Job Clusters With Multiple Tasks

Get Started Discussions

Start your journey with Databricks by joining discussions on getting started guides, tutorials, and introductory topics. Connect with beginners and experts alike to kickstart your Databricks experience.

Hi all,

I'm trying to do creating one job cluster with one configuration or specification which has a workflow and this workflow needs to have 3 dependent tasks as a straight line. For example, t1->t2->t3.

In databricks there are some constraints also like a job can contain maximum 100 task as a specification and maximum 1000 concurrent task runs as an instance. Besides, they are saying databricks has own orchestration inside workflow.

These questions below are for the community.

How can I utilize my job cluster?

Does the orchestrator run 1000 concurrent instance even the workflow has 3 task in the job?

Does databricks support a queue as an input for workflow or a task inside workflow? (Instead of giving parameters)
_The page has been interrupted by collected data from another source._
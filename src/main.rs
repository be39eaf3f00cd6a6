use dotenvy::dotenv;
use hostio::config::AppConfig;
use hostio::infrastructure::{setup_channels, setup_ingest_client};
use hostio::services::upload::UploadCoordinator;
use hostio::utils::format::format_file_size;
use hostio::{AppState, create_app};
use std::net::SocketAddr;
use std::sync::Arc;
use tokio::signal;
use tower_http::trace::TraceLayer;
use tracing::info;
use tracing_subscriber::{layer::SubscriberExt, util::SubscriberInitExt};

#[tokio::main]
async fn main() -> anyhow::Result<()> {
    dotenv().ok();

    // Initialize tracing with EnvFilter
    tracing_subscriber::registry()
        .with(
            tracing_subscriber::EnvFilter::try_from_default_env()
                .unwrap_or_else(|_| "hostio=info,tower_http=info".into()),
        )
        .with(tracing_subscriber::fmt::layer())
        .init();

    info!("🚀 Starting Hostio...");

    let config = AppConfig::from_env();
    info!(
        "📦 Limits: max file={}, single write={}, chunk={}",
        format_file_size(config.max_file_size),
        format_file_size(config.single_upload_limit),
        format_file_size(config.chunk_size)
    );

    tokio::fs::create_dir_all(&config.upload_dir).await?;
    info!("🗂️  Staging directory: {}", config.upload_dir.display());

    let (bot, gateway) = setup_channels(&config)?;
    let ingest = setup_ingest_client(&config)?;

    let coordinator = Arc::new(UploadCoordinator::new(bot.clone(), gateway, &config));

    let state = AppState {
        config: config.clone(),
        store: bot,
        coordinator,
        ingest,
    };

    let app = create_app(state).layer(
        TraceLayer::new_for_http()
            .make_span_with(|request: &axum::http::Request<_>| {
                let request_id = request
                    .headers()
                    .get("x-request-id")
                    .and_then(|v| v.to_str().ok())
                    .unwrap_or("unknown");
                tracing::info_span!(
                    "http_request",
                    method = %request.method(),
                    uri = %request.uri(),
                    request_id = %request_id,
                )
            })
            .on_request(|request: &axum::http::Request<_>, _span: &tracing::Span| {
                info!("📥 {} {}", request.method(), request.uri());
            })
            .on_response(
                |response: &axum::http::Response<_>,
                 latency: std::time::Duration,
                 _span: &tracing::Span| {
                    info!(
                        "📤 Finished in {:?} with status {}",
                        latency,
                        response.status()
                    );
                },
            ),
    );

    let addr = SocketAddr::from(([0, 0, 0, 0], config.port));
    info!("✅ Server ready at http://{}", addr);
    info!("📖 Swagger UI: http://{}/swagger-ui", addr);

    let listener = tokio::net::TcpListener::bind(addr).await?;

    axum::serve(listener, app)
        .with_graceful_shutdown(shutdown_signal())
        .await?;

    info!("🛑 Server shut down gracefully.");
    Ok(())
}

async fn shutdown_signal() {
    let ctrl_c = async {
        signal::ctrl_c()
            .await
            .expect("failed to install Ctrl+C handler");
    };

    #[cfg(unix)]
    let terminate = async {
        signal::unix::signal(signal::unix::SignalKind::terminate())
            .expect("failed to install signal handler")
            .recv()
            .await;
    };

    #[cfg(not(unix))]
    let terminate = std::future::pending::<()>();

    tokio::select! {
        _ = ctrl_c => {
            info!("⌨️  Ctrl+C received, starting graceful shutdown...");
        },
        _ = terminate => {
            info!("💤 SIGTERM received, starting graceful shutdown...");
        },
    }
}
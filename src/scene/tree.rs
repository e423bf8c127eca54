use glam::{Mat4, Vec3};

/// Trunk block dimensions.
const TRUNK_SCALE: Vec3 = Vec3::new(2.0, 4.3, 2.0);
const TRUNK_OFFSET: Vec3 = Vec3::new(0.0, 1.2, 0.0);
/// Leaf canopy sitting on the trunk.
const CANOPY_SCALE: Vec3 = Vec3::new(3.4, 2.4, 3.4);
const CANOPY_OFFSET: Vec3 = Vec3::new(0.0, 4.4, 0.0);

/// A static prop: blocky tree with a trunk and a leaf canopy. Placed once
/// at scene setup, never animated.
#[derive(Debug, Clone, Copy)]
pub struct Tree {
    pub position: Vec3,
    /// Euler degrees, applied X then Y then Z.
    pub rotation: Vec3,
    pub scale: Vec3,
}

impl Tree {
    pub fn new(position: Vec3) -> Self {
        Self {
            position,
            rotation: Vec3::ZERO,
            scale: Vec3::ONE,
        }
    }

    pub fn with_yaw(mut self, degrees: f32) -> Self {
        self.rotation.y = degrees;
        self
    }

    pub fn with_scale(mut self, scale: f32) -> Self {
        self.scale = Vec3::splat(scale);
        self
    }

    fn base_transform(&self) -> Mat4 {
        Mat4::from_translation(self.position)
            * Mat4::from_rotation_x(self.rotation.x.to_radians())
            * Mat4::from_rotation_y(self.rotation.y.to_radians())
            * Mat4::from_rotation_z(self.rotation.z.to_radians())
            * Mat4::from_scale(self.scale)
    }

    /// World transforms for the two cubes: trunk then canopy.
    pub fn parts(&self) -> [Mat4; 2] {
        let base = self.base_transform();
        [
            base * Mat4::from_translation(TRUNK_OFFSET) * Mat4::from_scale(TRUNK_SCALE),
            base * Mat4::from_translation(CANOPY_OFFSET) * Mat4::from_scale(CANOPY_SCALE),
        ]
    }
}

#[cfg(test)]
mod tests {
    use super::*;

    #[test]
    fn canopy_sits_above_trunk() {
        let tree = Tree::new(Vec3::new(-8.0, 0.0, -8.0));
        let [trunk, canopy] = tree.parts();
        let trunk_center = trunk.transform_point3(Vec3::ZERO);
        let canopy_center = canopy.transform_point3(Vec3::ZERO);
        assert!(canopy_center.y > trunk_center.y);
        assert_eq!(trunk_center.x, -8.0);
    }

    #[test]
    fn scale_shrinks_both_parts() {
        let small = Tree::new(Vec3::ZERO).with_scale(0.5);
        let [trunk, _] = small.parts();
        let top = trunk.transform_point3(Vec3::new(0.0, 0.5, 0.0));
        // Full-size trunk tops out at 1.2 + 4.3/2; the half-size one at half that.
        assert!((top.y - (1.2 + 4.3 / 2.0) * 0.5).abs() < 1e-5);
    }
}
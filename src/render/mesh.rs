//! Base meshes shared by every instance: a unit cube and a unit-diameter
//! UV sphere, both centered at the origin with per-vertex normals.

use bytemuck::{Pod, Zeroable};

/// Mesh vertex — object-space position and normal.
#[repr(C)]
#[derive(Debug, Clone, Copy, Pod, Zeroable)]
pub struct Vertex {
    pub position: [f32; 3],
    pub normal: [f32; 3],
}

impl Vertex {
    const ATTRIBS: [wgpu::VertexAttribute; 2] = wgpu::vertex_attr_array![
        0 => Float32x3,  // position
        1 => Float32x3,  // normal
    ];

    pub fn layout() -> wgpu::VertexBufferLayout<'static> {
        wgpu::VertexBufferLayout {
            array_stride: std::mem::size_of::<Vertex>() as wgpu::BufferAddress,
            step_mode: wgpu::VertexStepMode::Vertex,
            attributes: &Self::ATTRIBS,
        }
    }
}

/// Unit cube: 24 vertices (4 per face, so normals stay flat), 36 indices.
pub fn cube() -> (Vec<Vertex>, Vec<u16>) {
    const H: f32 = 0.5;
    // (normal, four corners counter-clockwise seen from outside)
    let faces: [([f32; 3], [[f32; 3]; 4]); 6] = [
        ([0.0, 0.0, 1.0], [[-H, -H, H], [H, -H, H], [H, H, H], [-H, H, H]]),
        ([0.0, 0.0, -1.0], [[H, -H, -H], [-H, -H, -H], [-H, H, -H], [H, H, -H]]),
        ([1.0, 0.0, 0.0], [[H, -H, H], [H, -H, -H], [H, H, -H], [H, H, H]]),
        ([-1.0, 0.0, 0.0], [[-H, -H, -H], [-H, -H, H], [-H, H, H], [-H, H, -H]]),
        ([0.0, 1.0, 0.0], [[-H, H, H], [H, H, H], [H, H, -H], [-H, H, -H]]),
        ([0.0, -1.0, 0.0], [[-H, -H, -H], [H, -H, -H], [H, -H, H], [-H, -H, H]]),
    ];

    let mut vertices = Vec::with_capacity(24);
    let mut indices = Vec::with_capacity(36);
    for (normal, corners) in faces {
        let base = vertices.len() as u16;
        for position in corners {
            vertices.push(Vertex { position, normal });
        }
        indices.extend_from_slice(&[base, base + 1, base + 2, base, base + 2, base + 3]);
    }
    (vertices, indices)
}

/// UV sphere of diameter 1.
pub fn sphere(stacks: u16, sectors: u16) -> (Vec<Vertex>, Vec<u16>) {
    use std::f32::consts::PI;
    const RADIUS: f32 = 0.5;

    let mut vertices = Vec::with_capacity(((stacks + 1) * (sectors + 1)) as usize);
    for i in 0..=stacks {
        let phi = PI * i as f32 / stacks as f32;
        let y = phi.cos();
        let ring = phi.sin();
        for j in 0..=sectors {
            let theta = 2.0 * PI * j as f32 / sectors as f32;
            let n = [ring * theta.cos(), y, ring * theta.sin()];
            vertices.push(Vertex {
                position: [n[0] * RADIUS, n[1] * RADIUS, n[2] * RADIUS],
                normal: n,
            });
        }
    }

    let mut indices = Vec::with_capacity((stacks * sectors * 6) as usize);
    let row = sectors + 1;
    for i in 0..stacks {
        for j in 0..sectors {
            let a = i * row + j;
            let b = a + row;
            // Degenerate triangles at the poles are harmless.
            indices.extend_from_slice(&[a, b, a + 1, a + 1, b, b + 1]);
        }
    }
    (vertices, indices)
}

#[cfg(test)]
mod tests {
    use super::*;

    #[test]
    fn cube_counts() {
        let (vertices, indices) = cube();
        assert_eq!(vertices.len(), 24);
        assert_eq!(indices.len(), 36);
        assert!(indices.iter().all(|&i| (i as usize) < vertices.len()));
    }

    #[test]
    fn sphere_stays_on_radius() {
        let (vertices, indices) = sphere(12, 16);
        assert_eq!(indices.len() % 3, 0);
        for v in &vertices {
            let r2: f32 = v.position.iter().map(|c| c * c).sum();
            assert!((r2.sqrt() - 0.5).abs() < 1e-5);
        }
    }
}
Actually, I don't know how databricks running internally. Is it scaling up and down tasks or if it is yes, are they scaling up and down by looking which metrics? I would like to scale up my specific task 't2' like in the example, respect to events or inputs inside queue or anywhere which are dynamically created.

Is it possible with managed workflow powered by the orchestrator you have?

Or Do we need to use some custom tool like Apache Airflow?

Thanks.